====== Records for processing

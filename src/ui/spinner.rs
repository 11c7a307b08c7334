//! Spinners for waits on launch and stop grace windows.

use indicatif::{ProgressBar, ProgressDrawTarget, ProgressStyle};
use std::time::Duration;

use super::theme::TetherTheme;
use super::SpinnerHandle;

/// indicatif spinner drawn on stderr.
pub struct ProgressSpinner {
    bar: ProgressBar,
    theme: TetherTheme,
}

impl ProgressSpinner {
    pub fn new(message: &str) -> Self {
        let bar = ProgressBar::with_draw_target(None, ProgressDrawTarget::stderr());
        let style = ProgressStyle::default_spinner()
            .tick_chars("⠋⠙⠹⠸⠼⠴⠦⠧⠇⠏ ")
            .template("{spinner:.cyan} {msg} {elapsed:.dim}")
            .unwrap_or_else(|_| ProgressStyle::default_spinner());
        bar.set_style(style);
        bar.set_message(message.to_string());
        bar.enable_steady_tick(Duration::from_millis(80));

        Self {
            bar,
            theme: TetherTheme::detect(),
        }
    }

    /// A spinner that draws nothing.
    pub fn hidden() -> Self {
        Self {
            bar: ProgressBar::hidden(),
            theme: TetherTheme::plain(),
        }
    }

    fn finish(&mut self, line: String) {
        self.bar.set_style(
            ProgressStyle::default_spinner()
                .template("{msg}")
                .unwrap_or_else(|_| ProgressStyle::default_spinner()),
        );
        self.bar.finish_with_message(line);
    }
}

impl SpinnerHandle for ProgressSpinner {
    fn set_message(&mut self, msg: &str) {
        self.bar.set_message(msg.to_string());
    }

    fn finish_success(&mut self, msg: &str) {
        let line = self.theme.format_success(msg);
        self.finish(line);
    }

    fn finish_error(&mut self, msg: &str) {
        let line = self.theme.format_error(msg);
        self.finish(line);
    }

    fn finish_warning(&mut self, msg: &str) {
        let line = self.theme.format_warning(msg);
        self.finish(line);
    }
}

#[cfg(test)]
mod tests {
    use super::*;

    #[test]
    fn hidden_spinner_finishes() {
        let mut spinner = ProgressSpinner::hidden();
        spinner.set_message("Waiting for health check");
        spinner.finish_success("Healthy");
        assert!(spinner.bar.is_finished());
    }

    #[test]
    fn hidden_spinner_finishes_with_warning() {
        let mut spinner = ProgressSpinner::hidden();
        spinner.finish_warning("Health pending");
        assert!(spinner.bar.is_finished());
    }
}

============
====== Records for processing

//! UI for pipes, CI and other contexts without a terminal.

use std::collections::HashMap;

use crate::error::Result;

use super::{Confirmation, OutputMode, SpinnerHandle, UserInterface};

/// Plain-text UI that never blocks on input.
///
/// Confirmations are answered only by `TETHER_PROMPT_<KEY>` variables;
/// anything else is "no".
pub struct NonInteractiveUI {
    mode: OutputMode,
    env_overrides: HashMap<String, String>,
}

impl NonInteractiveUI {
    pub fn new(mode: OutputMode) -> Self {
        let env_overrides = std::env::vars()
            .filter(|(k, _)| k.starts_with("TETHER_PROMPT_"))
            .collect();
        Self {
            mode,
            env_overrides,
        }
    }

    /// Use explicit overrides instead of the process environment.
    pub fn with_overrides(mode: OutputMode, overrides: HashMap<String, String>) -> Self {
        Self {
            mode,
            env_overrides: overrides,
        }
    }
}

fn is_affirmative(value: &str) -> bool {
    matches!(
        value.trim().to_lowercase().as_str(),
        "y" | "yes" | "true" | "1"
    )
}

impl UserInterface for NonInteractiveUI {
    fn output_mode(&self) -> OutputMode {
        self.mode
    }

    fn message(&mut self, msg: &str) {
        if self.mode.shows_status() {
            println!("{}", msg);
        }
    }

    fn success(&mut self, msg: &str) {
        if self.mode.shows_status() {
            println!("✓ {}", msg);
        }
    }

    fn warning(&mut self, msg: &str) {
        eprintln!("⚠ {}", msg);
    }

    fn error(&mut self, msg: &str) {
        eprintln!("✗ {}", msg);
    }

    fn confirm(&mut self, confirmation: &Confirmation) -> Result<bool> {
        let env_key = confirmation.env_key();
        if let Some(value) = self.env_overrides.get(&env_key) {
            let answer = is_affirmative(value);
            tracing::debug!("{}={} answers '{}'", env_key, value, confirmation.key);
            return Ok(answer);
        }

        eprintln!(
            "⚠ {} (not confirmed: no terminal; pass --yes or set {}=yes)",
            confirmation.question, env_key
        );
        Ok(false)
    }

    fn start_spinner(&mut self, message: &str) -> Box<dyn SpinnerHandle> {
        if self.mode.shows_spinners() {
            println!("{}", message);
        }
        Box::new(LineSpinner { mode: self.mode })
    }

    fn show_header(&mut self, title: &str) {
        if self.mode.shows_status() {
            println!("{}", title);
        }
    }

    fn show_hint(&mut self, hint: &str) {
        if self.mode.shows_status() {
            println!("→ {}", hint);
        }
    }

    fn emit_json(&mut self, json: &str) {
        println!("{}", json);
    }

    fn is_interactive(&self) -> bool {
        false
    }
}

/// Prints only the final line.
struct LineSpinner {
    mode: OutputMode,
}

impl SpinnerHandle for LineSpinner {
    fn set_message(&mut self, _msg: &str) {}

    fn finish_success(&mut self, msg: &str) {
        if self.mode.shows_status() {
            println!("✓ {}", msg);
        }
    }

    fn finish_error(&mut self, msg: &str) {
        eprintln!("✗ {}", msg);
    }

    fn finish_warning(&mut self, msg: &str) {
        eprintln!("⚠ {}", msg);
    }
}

============

Scan the data above for the word "that" and report every line where it is found.

    /// A spinner that draws nothing.
/// Plain-text UI that never blocks on input.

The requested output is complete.